SUPPLIED ENTRIES Block Start

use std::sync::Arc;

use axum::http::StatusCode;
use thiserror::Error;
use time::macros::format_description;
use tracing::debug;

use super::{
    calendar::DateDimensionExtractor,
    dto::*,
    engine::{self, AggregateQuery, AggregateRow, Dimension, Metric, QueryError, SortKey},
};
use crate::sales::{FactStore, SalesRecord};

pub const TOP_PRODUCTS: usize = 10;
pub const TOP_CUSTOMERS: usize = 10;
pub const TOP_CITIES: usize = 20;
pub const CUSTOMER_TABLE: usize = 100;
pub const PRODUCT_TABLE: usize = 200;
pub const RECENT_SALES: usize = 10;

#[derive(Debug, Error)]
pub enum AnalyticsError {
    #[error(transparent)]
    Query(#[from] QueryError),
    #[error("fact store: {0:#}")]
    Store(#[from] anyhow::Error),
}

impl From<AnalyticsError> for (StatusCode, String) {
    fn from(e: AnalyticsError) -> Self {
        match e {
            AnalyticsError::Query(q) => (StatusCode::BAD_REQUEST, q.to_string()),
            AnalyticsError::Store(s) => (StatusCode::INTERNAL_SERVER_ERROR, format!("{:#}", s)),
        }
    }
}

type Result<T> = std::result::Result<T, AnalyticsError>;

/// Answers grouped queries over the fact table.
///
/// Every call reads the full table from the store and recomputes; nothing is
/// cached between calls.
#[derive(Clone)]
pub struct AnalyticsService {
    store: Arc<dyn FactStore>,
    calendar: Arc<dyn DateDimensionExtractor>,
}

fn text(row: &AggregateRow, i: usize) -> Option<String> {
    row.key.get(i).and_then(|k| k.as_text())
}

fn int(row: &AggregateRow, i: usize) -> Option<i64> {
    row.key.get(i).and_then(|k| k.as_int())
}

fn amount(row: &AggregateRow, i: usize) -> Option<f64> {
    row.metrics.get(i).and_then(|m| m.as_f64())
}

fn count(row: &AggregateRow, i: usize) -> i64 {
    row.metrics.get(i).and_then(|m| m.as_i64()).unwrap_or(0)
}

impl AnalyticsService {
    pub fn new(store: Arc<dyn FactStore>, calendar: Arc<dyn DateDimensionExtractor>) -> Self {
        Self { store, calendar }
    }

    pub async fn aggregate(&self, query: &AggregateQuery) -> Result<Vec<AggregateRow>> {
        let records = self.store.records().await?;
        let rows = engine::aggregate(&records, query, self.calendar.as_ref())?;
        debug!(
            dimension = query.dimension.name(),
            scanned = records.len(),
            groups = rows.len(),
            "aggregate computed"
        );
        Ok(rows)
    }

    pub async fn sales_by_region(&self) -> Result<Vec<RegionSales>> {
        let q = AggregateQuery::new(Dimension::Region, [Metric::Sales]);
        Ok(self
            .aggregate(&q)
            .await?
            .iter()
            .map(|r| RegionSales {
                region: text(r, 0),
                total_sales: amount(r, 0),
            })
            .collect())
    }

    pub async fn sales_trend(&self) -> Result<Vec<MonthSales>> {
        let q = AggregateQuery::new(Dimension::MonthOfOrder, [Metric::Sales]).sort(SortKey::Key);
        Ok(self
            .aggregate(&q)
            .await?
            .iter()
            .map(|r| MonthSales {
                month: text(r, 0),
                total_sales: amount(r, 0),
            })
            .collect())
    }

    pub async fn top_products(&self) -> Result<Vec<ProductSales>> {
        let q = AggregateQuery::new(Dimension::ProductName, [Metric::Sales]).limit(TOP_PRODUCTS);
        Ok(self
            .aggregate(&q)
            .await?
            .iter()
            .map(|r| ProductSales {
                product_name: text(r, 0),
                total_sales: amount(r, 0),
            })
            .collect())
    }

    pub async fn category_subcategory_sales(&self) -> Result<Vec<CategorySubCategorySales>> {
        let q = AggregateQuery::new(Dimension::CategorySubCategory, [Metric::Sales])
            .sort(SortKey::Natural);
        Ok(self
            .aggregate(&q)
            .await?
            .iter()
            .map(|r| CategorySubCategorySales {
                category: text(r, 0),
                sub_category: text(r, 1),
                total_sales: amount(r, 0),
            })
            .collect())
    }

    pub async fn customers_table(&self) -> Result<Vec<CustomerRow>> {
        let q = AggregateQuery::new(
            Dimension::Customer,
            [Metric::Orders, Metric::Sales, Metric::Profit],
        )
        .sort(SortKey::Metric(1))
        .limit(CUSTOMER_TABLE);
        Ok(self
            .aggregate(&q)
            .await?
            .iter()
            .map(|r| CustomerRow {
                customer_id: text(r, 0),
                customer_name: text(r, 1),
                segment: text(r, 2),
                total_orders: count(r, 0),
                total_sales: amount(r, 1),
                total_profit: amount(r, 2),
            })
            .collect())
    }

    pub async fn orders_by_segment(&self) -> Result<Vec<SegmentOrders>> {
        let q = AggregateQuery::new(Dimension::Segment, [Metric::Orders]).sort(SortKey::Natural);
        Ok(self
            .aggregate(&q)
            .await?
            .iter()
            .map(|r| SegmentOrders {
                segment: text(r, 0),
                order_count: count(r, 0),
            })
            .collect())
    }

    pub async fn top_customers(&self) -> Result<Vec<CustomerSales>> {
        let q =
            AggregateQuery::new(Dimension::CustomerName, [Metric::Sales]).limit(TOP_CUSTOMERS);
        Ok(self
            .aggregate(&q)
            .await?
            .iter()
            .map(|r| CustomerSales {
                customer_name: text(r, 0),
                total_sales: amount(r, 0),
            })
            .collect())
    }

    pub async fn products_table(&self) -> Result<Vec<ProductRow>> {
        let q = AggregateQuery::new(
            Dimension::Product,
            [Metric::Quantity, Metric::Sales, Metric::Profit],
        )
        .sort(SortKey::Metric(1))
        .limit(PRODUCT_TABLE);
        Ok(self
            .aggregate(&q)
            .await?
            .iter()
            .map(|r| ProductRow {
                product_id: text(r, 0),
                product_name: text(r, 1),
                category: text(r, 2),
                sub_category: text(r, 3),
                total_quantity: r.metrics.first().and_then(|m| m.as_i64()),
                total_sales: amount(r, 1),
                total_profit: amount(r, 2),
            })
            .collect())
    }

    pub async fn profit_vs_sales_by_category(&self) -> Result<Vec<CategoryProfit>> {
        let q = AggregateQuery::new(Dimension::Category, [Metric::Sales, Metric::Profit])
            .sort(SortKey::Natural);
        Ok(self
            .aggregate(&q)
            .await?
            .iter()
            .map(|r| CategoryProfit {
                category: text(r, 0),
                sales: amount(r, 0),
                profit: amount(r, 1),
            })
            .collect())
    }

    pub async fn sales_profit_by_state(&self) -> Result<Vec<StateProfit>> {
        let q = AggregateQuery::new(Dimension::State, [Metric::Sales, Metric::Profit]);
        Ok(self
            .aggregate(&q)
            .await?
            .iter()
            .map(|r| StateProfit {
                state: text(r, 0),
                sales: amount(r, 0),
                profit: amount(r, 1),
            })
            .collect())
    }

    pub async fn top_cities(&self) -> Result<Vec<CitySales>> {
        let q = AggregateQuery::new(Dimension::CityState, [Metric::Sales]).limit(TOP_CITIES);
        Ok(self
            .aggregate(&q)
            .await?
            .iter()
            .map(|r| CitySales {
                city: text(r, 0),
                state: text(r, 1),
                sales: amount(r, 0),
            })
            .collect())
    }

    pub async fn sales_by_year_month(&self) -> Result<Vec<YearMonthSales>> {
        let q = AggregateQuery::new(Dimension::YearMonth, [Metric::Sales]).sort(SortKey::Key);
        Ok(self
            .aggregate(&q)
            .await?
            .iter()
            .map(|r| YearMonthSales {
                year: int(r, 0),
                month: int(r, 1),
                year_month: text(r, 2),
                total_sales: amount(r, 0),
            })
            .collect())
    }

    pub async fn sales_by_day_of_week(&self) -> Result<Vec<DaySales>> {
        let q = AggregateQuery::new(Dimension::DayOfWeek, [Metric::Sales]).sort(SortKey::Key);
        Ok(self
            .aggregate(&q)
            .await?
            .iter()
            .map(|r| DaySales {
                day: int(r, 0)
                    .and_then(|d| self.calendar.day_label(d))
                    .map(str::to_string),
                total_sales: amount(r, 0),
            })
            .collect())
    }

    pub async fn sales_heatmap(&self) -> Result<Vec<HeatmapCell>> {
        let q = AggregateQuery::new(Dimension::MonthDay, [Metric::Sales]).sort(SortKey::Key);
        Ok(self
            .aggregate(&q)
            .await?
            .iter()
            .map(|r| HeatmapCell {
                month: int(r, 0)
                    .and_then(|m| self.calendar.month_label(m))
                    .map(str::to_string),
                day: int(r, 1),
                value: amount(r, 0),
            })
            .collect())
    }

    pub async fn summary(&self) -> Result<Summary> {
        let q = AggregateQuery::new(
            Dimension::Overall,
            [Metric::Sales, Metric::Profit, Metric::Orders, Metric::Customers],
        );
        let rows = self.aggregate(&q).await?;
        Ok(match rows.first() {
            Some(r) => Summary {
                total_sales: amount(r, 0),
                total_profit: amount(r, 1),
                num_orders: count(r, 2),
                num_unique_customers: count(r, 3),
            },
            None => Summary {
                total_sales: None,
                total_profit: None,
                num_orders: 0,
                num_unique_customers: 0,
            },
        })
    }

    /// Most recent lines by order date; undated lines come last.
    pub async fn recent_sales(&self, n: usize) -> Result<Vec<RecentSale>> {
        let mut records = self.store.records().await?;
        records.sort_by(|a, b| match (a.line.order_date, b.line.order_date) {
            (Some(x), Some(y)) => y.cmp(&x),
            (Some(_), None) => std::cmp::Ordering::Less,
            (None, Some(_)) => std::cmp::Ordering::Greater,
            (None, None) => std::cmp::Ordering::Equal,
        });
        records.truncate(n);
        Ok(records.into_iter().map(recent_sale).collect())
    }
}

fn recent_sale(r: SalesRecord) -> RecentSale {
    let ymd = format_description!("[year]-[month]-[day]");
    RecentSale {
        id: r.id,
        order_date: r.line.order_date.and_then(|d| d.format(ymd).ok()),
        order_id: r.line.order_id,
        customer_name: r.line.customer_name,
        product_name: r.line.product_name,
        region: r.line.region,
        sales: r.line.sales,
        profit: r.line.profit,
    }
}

SUPPLIED ENTRIES Block End

** WHAT IS NEEDED **
Search the records above for the string "CategoryProfit". Report each line that has it.

** RESULT FOR THIS EXERCISE **
    pub async fn profit_vs_sales_by_category(&self) -> Result<Vec<CategoryProfit>> {
            .map(|r| CategoryProfit {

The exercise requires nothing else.